Mungkin ini menjadi keputusan terbodoh yang pernah kuambil. Bukannya pulang, aku justru memilih dibawa pergi jauh oleh pria berambut merah itu. Keluar dari kota tempatku menetap, menjauh dari hiruk pikuk manusia yang berjubal mengadu nasib di metropolitan, menuju tempat yang tidak pernah terpikirkan oleh imajinasi liarku.

Ini seperti daerah pemukiman yang sudah lama tidak dihuni. Banyaknya bangunan tua tidak lagi terawat terlewati, juga lahan-lahan kosong yang sudah ditumbuhi rumput-rumput liar amat tinggi.

Rasanya aku sudah terlambat untuk benar-benar menyesal.

Di sudut kota tak berpenghuni ini, di balik pintu besar hitam yang kini dibuka, aku seakan lupa untuk menarik napas. Melihat puluhan orang berpakaian serba hitam sudah berbaris dan serempak memberi bungkukan penuh hormat.

"Welcome, Master."

Perasaanku seketika bercampur, membuat perutku mual dan kaki-kakiku bagai terpaku. Tanganku sampai meremat kuat ujung jaketku sendiri sebagai pegangan menyaksikan pria berambut merah itu disambut layaknya orang paling disanjung di sini.

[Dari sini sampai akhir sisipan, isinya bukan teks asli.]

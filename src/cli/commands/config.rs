//! Config command implementation.

use crate::cli::{ConfigAction, Output};
use crate::config::Settings;
use anyhow::Result;
use std::path::PathBuf;

/// Run the config command.
pub fn run_config(action: &ConfigAction, config_path: Option<&str>, settings: Settings) -> Result<()> {
    let path = config_path
        .map(PathBuf::from)
        .unwrap_or_else(Settings::default_config_path);

    match action {
        ConfigAction::Show => {
            let toml_str = toml::to_string_pretty(&settings.redacted())
                .map_err(|e| anyhow::anyhow!("Failed to serialize config: {}", e))?;
            println!("{}", toml_str);
        }

        ConfigAction::Path => {
            println!("{}", path.display());
        }

        ConfigAction::Init { force } => {
            if path.exists() && !force {
                Output::warning(&format!("Config already exists at {}", path.display()));
                Output::info("Use --force to overwrite it with defaults.");
                return Ok(());
            }

            Settings::default().save_to(&path)?;
            Output::success(&format!("Wrote default config to {}", path.display()));
        }
    }

    Ok(())
}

Sebenarnya apa yang aku pikirkan selama ini?

Aku lupa kalau dia bahkan pernah menyebut jumlah untuk melakukan penyerangan kelompok yang mencari masalah dengannya. Jadi bukanlah tidak mungkin kalau dia memang memiliki anggota sebanyak ini.

"Cheon Sera."

Dia sudah kembali menghadapku. Menyadarkanku dari keterkejutan mencekat. Tatapan tajamnya yang begitu kelam seakan memeringatiku untuk tidak coba-coba lari kala tangannya terulur ke arahku.

"Come."

Aku seperti berdiri di ujung tanduk. Tidak ada pilihan selain meraih uluran tangannya jika tidak ingin jatuh ke dalam jurang di belakangku. Membiarkan dia menggenggam tanganku begitu erat lantas mengajakku masuk ke dunianya.

Kaki-kakiku bergetar dan harus bersikeras tetap berjalan di sisinya. Merasakan seluruh mata di ruangan ini seperti tengah meneliti presensiku meski dengan sorot datar.

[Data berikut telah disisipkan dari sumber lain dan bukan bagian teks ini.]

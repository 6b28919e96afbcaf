//! Configuration settings for Trellis.

use serde::{Deserialize, Serialize};
use std::path::PathBuf;

/// Root configuration structure.
#[derive(Debug, Clone, Serialize, Deserialize)]
#[serde(default)]
#[derive(Default)]
pub struct Settings {
    pub general: GeneralSettings,
    pub server: ServerSettings,
    pub database: DatabaseSettings,
    pub agent: AgentSettings,
    pub tavily: TavilySettings,
    pub mcp: McpSettings,
    pub evals: EvalSettings,
    pub prompts: PromptSettings,
}

/// General application settings.
#[derive(Debug, Clone, Serialize, Deserialize)]
#[serde(default)]
pub struct GeneralSettings {
    /// Log level (trace, debug, info, warn, error).
    pub log_level: String,
}

impl Default for GeneralSettings {
    fn default() -> Self {
        Self {
            log_level: "info".to_string(),
        }
    }
}

/// HTTP server settings.
#[derive(Debug, Clone, Serialize, Deserialize)]
#[serde(default)]
pub struct ServerSettings {
    /// Host to bind to.
    pub host: String,
    /// Port to bind to.
    pub port: u16,
}

impl Default for ServerSettings {
    fn default() -> Self {
        Self {
            host: "0.0.0.0".to_string(),
            port: 8000,
        }
    }
}

/// Item database settings.
#[derive(Debug, Clone, Serialize, Deserialize)]
#[serde(default)]
pub struct DatabaseSettings {
    /// Connection string (`sqlite:///./test.db`, `sqlite::memory:`, or `memory`).
    pub url: String,
    /// Upper bound applied to the `limit` query parameter.
    pub max_page_size: u32,
}

impl Default for DatabaseSettings {
    fn default() -> Self {
        Self {
            url: "sqlite:///./test.db".to_string(),
            max_page_size: 1000,
        }
    }
}

/// Docs agent settings.
#[derive(Debug, Clone, Serialize, Deserialize)]
#[serde(default)]
pub struct AgentSettings {
    /// LLM model for the docs agent.
    pub model: String,
    /// Maximum LLM round trips per question.
    pub max_iterations: usize,
    /// How many times a malformed final answer is sent back for correction.
    pub output_retries: usize,
    /// Timeout for a single OpenAI request.
    pub request_timeout_secs: u64,
}

impl Default for AgentSettings {
    fn default() -> Self {
        Self {
            model: "gpt-4.1".to_string(),
            max_iterations: 10,
            output_retries: 1,
            request_timeout_secs: 300,
        }
    }
}

/// Tavily web search settings.
#[derive(Debug, Clone, Serialize, Deserialize)]
#[serde(default)]
pub struct TavilySettings {
    /// API key (also read from `TAVILY_API_KEY`).
    pub api_key: Option<String>,
    /// Base URL of the Tavily API.
    pub endpoint: String,
    /// Maximum results returned per search.
    pub max_results: u32,
}

impl Default for TavilySettings {
    fn default() -> Self {
        Self {
            api_key: None,
            endpoint: "https://api.tavily.com".to_string(),
            max_results: 5,
        }
    }
}

/// Browser agent and MCP server settings.
#[derive(Debug, Clone, Serialize, Deserialize)]
#[serde(default)]
pub struct McpSettings {
    /// LLM model for the browser agent.
    pub model: String,
    /// Command used to launch the MCP server.
    pub command: String,
    /// Arguments passed to the MCP server command.
    pub args: Vec<String>,
    /// Extra environment variables for the MCP server process.
    pub env: std::collections::HashMap<String, String>,
    /// Timeout for a single JSON-RPC request to the MCP server.
    pub request_timeout_secs: u64,
    /// Maximum LLM round trips per question.
    pub max_iterations: usize,
}

impl Default for McpSettings {
    fn default() -> Self {
        Self {
            model: "gpt-4o".to_string(),
            command: "npx".to_string(),
            args: vec!["-y".to_string(), "@playwright/mcp@latest".to_string()],
            env: std::collections::HashMap::new(),
            request_timeout_secs: 120,
            max_iterations: 25,
        }
    }
}

/// Evaluation run settings.
#[derive(Debug, Clone, Serialize, Deserialize)]
#[serde(default)]
pub struct EvalSettings {
    /// Model used by LLM judge evaluators that don't name one.
    pub judge_model: String,
    /// Maximum cases evaluated concurrently.
    pub concurrency: usize,
    /// Where `trellis evals --save` writes the dataset by default.
    pub dataset_path: String,
}

impl Default for EvalSettings {
    fn default() -> Self {
        Self {
            judge_model: "gpt-4o-mini".to_string(),
            concurrency: 2,
            dataset_path: "docs_agent_evals.json".to_string(),
        }
    }
}

/// Prompt customization settings.
#[derive(Debug, Clone, Serialize, Deserialize)]
#[serde(default)]
#[derive(Default)]
pub struct PromptSettings {
    /// Directory for custom prompts (overrides defaults).
    pub custom_dir: Option<String>,
    /// Custom variables available in all prompts as {{variable_name}}.
    pub variables: std::collections::HashMap<String, String>,
}

impl Settings {
    /// Load settings from the default configuration file.
    pub fn load() -> crate::error::Result<Self> {
        Self::load_from(None)
    }

    /// Load settings from a specific path, or default location if None.
    ///
    /// Environment overrides are applied after the file is read.
    pub fn load_from(path: Option<&PathBuf>) -> crate::error::Result<Self> {
        let config_path = match path {
            Some(p) => p.clone(),
            None => Self::default_config_path(),
        };

        let mut settings = if config_path.exists() {
            let content = std::fs::read_to_string(&config_path)?;
            toml::from_str(&content)?
        } else {
            Settings::default()
        };

        settings.apply_env(|key| std::env::var(key).ok());
        Ok(settings)
    }

    /// Apply `DATABASE_URL` and `TAVILY_API_KEY` overrides.
    pub fn apply_env<F>(&mut self, lookup: F)
    where
        F: Fn(&str) -> Option<String>,
    {
        if let Some(url) = lookup("DATABASE_URL").filter(|v| !v.is_empty()) {
            self.database.url = url;
        }
        if let Some(key) = lookup("TAVILY_API_KEY").filter(|v| !v.is_empty()) {
            self.tavily.api_key = Some(key);
        }
    }

    /// Save settings to a specific path.
    pub fn save_to(&self, path: &PathBuf) -> crate::error::Result<()> {
        if let Some(parent) = path.parent() {
            std::fs::create_dir_all(parent)?;
        }
        let content = toml::to_string_pretty(self)
            .map_err(|e| crate::error::TrellisError::Config(e.to_string()))?;
        std::fs::write(path, content)?;
        Ok(())
    }

    /// Get the default configuration file path.
    pub fn default_config_path() -> PathBuf {
        dirs::config_dir()
            .unwrap_or_else(|| PathBuf::from("."))
            .join("trellis")
            .join("config.toml")
    }

    /// Expand shell variables in paths (e.g., ~).
    pub fn expand_path(path: &str) -> PathBuf {
        PathBuf::from(shellexpand::tilde(path).to_string())
    }

    /// Address the HTTP server binds to.
    pub fn bind_addr(&self) -> String {
        format!("{}:{}", self.server.host, self.server.port)
    }

    /// Copy of the settings with secrets masked, for display.
    pub fn redacted(&self) -> Self {
        let mut settings = self.clone();
        settings.tavily.api_key = settings.tavily.api_key.as_deref().map(mask_secret);
        settings
    }
}

/// Keep a short prefix and suffix of a secret so it can be recognised.
fn mask_secret(secret: &str) -> String {
    let chars: Vec<char> = secret.chars().collect();
    if chars.len() <= 12 {
        return "****".to_string();
    }
    let prefix: String = chars[..5].iter().collect();
    let suffix: String = chars[chars.len() - 4..].iter().collect();
    format!("{}...{}", prefix, suffix)
}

Di depan sana, sudah berdiri orang-orang yang selalu bersama pria ini. Dengan balutan jaket yang sama yaitu navy blue dengan logo semacam berlian merah di bagian dada kiri. Seperti menunjukkan bahwa mereka semacam anggota inti.

Dan aku bisa merasakan adanya penghakiman di tatapan mereka ditujukan padaku.

"Why you bring her?"

Begitu dingin menusuk. Membuatku tidak kuasa untuk melihat siapa yang sudah mengajukan pertanyaan itu.

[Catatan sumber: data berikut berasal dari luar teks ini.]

//! Tavily web search client.

use crate::config::TavilySettings;
use crate::error::{Result, TrellisError};
use serde::{Deserialize, Serialize};
use tracing::{debug, instrument};
use url::Url;

/// Search depth accepted by Tavily.
#[derive(Debug, Clone, Copy, PartialEq, Eq, Serialize, Deserialize, Default)]
#[serde(rename_all = "lowercase")]
pub enum SearchDepth {
    #[default]
    Basic,
    Advanced,
}

/// Search topic accepted by Tavily.
#[derive(Debug, Clone, Copy, PartialEq, Eq, Serialize, Deserialize, Default)]
#[serde(rename_all = "lowercase")]
pub enum SearchTopic {
    #[default]
    General,
    News,
}

/// Restrict results to a recent time window.
#[derive(Debug, Clone, Copy, PartialEq, Eq, Serialize, Deserialize)]
#[serde(rename_all = "lowercase")]
pub enum TimeRange {
    Day,
    Week,
    Month,
    Year,
}

/// Parameters of a single search.
#[derive(Debug, Clone, PartialEq)]
pub struct SearchQuery {
    pub query: String,
    pub search_depth: SearchDepth,
    pub topic: SearchTopic,
    pub time_range: Option<TimeRange>,
}

impl SearchQuery {
    pub fn new(query: impl Into<String>) -> Self {
        Self {
            query: query.into(),
            search_depth: SearchDepth::default(),
            topic: SearchTopic::default(),
            time_range: None,
        }
    }
}

#[derive(Debug, Serialize)]
struct TavilyRequest<'a> {
    api_key: &'a str,
    query: &'a str,
    search_depth: SearchDepth,
    topic: SearchTopic,
    #[serde(skip_serializing_if = "Option::is_none")]
    time_range: Option<TimeRange>,
    max_results: u32,
}

#[derive(Debug, Deserialize)]
struct TavilyResponse {
    #[serde(default)]
    results: Vec<SearchResult>,
}

/// A single search hit.
#[derive(Debug, Clone, PartialEq, Serialize, Deserialize)]
pub struct SearchResult {
    pub title: String,
    pub url: String,
    pub content: String,
    #[serde(default)]
    pub score: f64,
}

/// Client for the Tavily search API.
#[derive(Clone)]
pub struct TavilyClient {
    client: reqwest::Client,
    api_key: String,
    search_url: Url,
    max_results: u32,
}

impl TavilyClient {
    /// Create a client from settings. Requires an API key.
    pub fn from_settings(settings: &TavilySettings) -> Result<Self> {
        let api_key = settings
            .api_key
            .clone()
            .filter(|k| !k.is_empty())
            .ok_or_else(|| {
                TrellisError::Config(
                    "TAVILY_API_KEY not set. Set it with: export TAVILY_API_KEY='tvly-...'"
                        .to_string(),
                )
            })?;

        Self::new(api_key, &settings.endpoint, settings.max_results)
    }

    /// Create a client against `endpoint` (e.g. `https://api.tavily.com`).
    pub fn new(api_key: impl Into<String>, endpoint: &str, max_results: u32) -> Result<Self> {
        let mut base = endpoint.trim().to_string();
        if !base.ends_with('/') {
            base.push('/');
        }

        let search_url = Url::parse(&base)
            .and_then(|u| u.join("search"))
            .map_err(|e| TrellisError::Config(format!("Invalid Tavily endpoint '{}': {}", endpoint, e)))?;

        Ok(Self {
            client: reqwest::Client::new(),
            api_key: api_key.into(),
            search_url,
            max_results,
        })
    }

    /// URL searches are posted to.
    pub fn search_url(&self) -> &Url {
        &self.search_url
    }

    /// Run a search.
    #[instrument(skip(self), fields(query = %query.query))]
    pub async fn search(&self, query: &SearchQuery) -> Result<Vec<SearchResult>> {
        let request = TavilyRequest {
            api_key: &self.api_key,
            query: &query.query,
            search_depth: query.search_depth,
            topic: query.topic,
            time_range: query.time_range,
            max_results: self.max_results,
        };

        let response = self
            .client
            .post(self.search_url.clone())
            .json(&request)
            .send()
            .await?;

        if !response.status().is_success() {
            let status = response.status();
            let body = response.text().await.unwrap_or_default();
            return Err(TrellisError::Tool(format!(
                "Tavily API error: {} - {}",
                status, body
            )));
        }

        let parsed: TavilyResponse = response.json().await?;
        debug!("Tavily returned {} results", parsed.results.len());
        Ok(parsed.results)
    }
}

"My right to bring her with me," jawabnya tak kalah dingin, juga tak terbantahkan. Lalu dia menggiringku untuk duduk di salah satu kursi sebelum melepas genggamannya.

Membuatku semakin dipandang penuh kecam oleh mereka. Karena baru kusadari bahwa dibandingkan kursi lain yang berjajar, hanya ini yang terlihat seperti kursi kebesaran.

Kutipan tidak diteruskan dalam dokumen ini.